Apple Launches Apple News Plus And Apple Card
Apple’s Show Time Event saw the company launching its news subscription service, called Apple News Plus with a collection of over 300 magazines. The service aims to provide a high quality curated news experience, which forms the basis of any News application. With a premium catalogue of magazines such as the National Geographic, the Vogue, and the New Yorker, Apple News Plus launched the service in the US and Canada on March 25. In addition, the company also launched its own credit card application, known as the Apple Card, the much-awaited Apple TV+ Streaming service and the Apple Arcade, which is a game subscription service.
About Apple News Plus
The application will be rolled out in an update for Apple devices and will bring forth a wide variety of stories and news for its users. Making the Apple News service more “premium” was Apple’s goal all along, as showcased by beautiful magazine covers in neat and impressive layouts in the application. Some magazine covers are intricately and vividly designed, others are animated and some sport a bold typography style to make a premium statement.
Apple claims that it won’t track what its users read on the News Plus application, nor will it allow advertisers to track them without their consent. With more than 5 billion articles read on the Apple News app every month, the company wants its users to make the best use of its premium news plus app rather than relying on social media networks for news that may be adulterated.
Subscription Plans And Availability
Similar to other mainstream subscription services, Apple News Plus aims to provide paid readable content from different magazines to its premium users, who will pay a monthly fee. One of the many news sources that Apple partnered with is the Wall Street Journal, which will cater general news to the company so that Apple can do the same for its users. The News Plus subscription service will be priced at $9.99 per month for users in the United States, whereas Canadian users will have to pay $12.99 per month for the same. A welcoming piece of information is the fact that up to six members of a family can share the subscription. Furthermore, the service offers its users a free month of trial before they decide whether to pay for the premium News curation or not. First seeing the light of Canada and the US, Apple News Plus will be launched in the UK and Australia later this year.
As mentioned before, Apple also unveiled its new credit card app, known as the Apple Card. The company clearly states that it is not just similar to a bank or online banking services, rather, the Apple card users will help its users be a part of a well-balanced financial life. Based on a simplicity factor that provides transparency and privacy at the same time, the Apple Card is designed specifically for the iPhone and will integrate directly with the Apple Wallet card.
One of the many defining features of the Apple Card is the elimination of any transactional charges while using it. The app will encourage users to pay lesser interest and provide them with the lowest interest rate in the market. Moreover, the Card has a very attractive rewards program which gives back a percentage of every purchase made via the card. The rewards are stored as cash on the customers’ Apple Cash card, which can be used for making other transactions. A user will get 2% cashback on every payment made via the card, while a 3% cashback will be earned for every purchase made directly from Apple. Noteworthy, any purchase made via the physical card will earn just 1 percent cash back.

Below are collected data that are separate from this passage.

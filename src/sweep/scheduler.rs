//! Primary sweep: quota-sized batches over the pending worklist.

use chrono::Utc;
use tokio_retry::Retry;

use crate::app::{log_batch_progress, SweepPhase};
use crate::error_handling::{get_probe_retry_strategy, TransportError};
use crate::fetch::ItemFetcher;
use crate::quota::{QuotaProbe, QuotaStatus};

use super::dispatch::dispatch_batch;
use super::{SweepSettings, SweepState};

/// Probes the quota, re-probing with exponential backoff on transport errors.
///
/// Returns the last error once the retry strategy is exhausted.
pub(crate) async fn probe_with_retry<P: QuotaProbe>(
    probe: &P,
    settings: &SweepSettings,
) -> Result<QuotaStatus, TransportError> {
    let strategy = get_probe_retry_strategy(
        settings.probe_retry_initial_delay_ms,
        settings.probe_retry_attempts,
    );
    Retry::spawn(strategy, move || async move {
        probe.probe().await.map_err(|e| {
            log::warn!("Quota probe failed: {}", e);
            e
        })
    })
    .await
}

/// Probes until the quota is non-zero, sleeping through exhausted windows.
pub(crate) async fn wait_for_quota<P: QuotaProbe>(
    probe: &P,
    settings: &SweepSettings,
) -> Result<QuotaStatus, TransportError> {
    loop {
        let status = probe_with_retry(probe, settings).await?;
        if !status.is_exhausted() {
            return Ok(status);
        }
        let wait = settings.wait_policy.wait_for(&status, Utc::now());
        log::info!(
            "Search quota exhausted, sleeping {:.1}s until reset at {}",
            wait.as_secs_f64(),
            status.resets_at.format("%H:%M:%S")
        );
        tokio::time::sleep(wait).await;
    }
}

/// Runs batches until `pending` is empty.
///
/// Each batch is sized by the probe that immediately precedes it and fully
/// joined before the next probe. Failed terms accumulate in `state.failed`
/// for the retry sweep; their number never stops this loop.
///
/// # Errors
///
/// Returns `TransportError` only when the quota endpoint stays unreachable
/// through the probe retry strategy.
pub async fn run_primary_sweep<P, F>(
    state: &mut SweepState,
    probe: &P,
    fetcher: &F,
    settings: &SweepSettings,
) -> Result<(), TransportError>
where
    P: QuotaProbe,
    F: ItemFetcher,
{
    loop {
        state.prune_pending();
        if !state.has_pending() {
            break;
        }

        let status = wait_for_quota(probe, settings).await?;
        let batch = state.next_batch(status.batch_limit());
        if batch.is_empty() {
            continue;
        }

        log_batch_progress(SweepPhase::Primary, state, batch.len(), status.remaining);
        let results = dispatch_batch(fetcher, batch, settings.fetch_timeout).await;
        state.merge_batch(results);
    }

    log::info!(
        "Primary sweep done: {} counted, {} failed",
        state.accounted().len(),
        state.failed().len()
    );
    Ok(())
}
//! Result files written after a sweep.
//!
//! - the counts file: JSON object term -> repository count, in worklist order
//! - the summary file: run metadata and the terms left unresolved

mod counts;
mod summary;

pub use counts::write_counts;
pub use summary::{format_elapsed, write_summary, SweepSummary};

Mastercard will handle all aspects of payment processing for Apple. Rumours surrounding the Apple card have been rendered true, as the company has partnered with Goldman Sachs for the card. A unique card number will be generated on the user’s iPhone and will be stored securely on the device itself. Similar to the Apple News Service, the company won’t track the contents of the purchase made by the users, or any in-depth details of the same. Clearly, Apple is focusing on the privacy end here, which a lot of customers are skeptical about these days.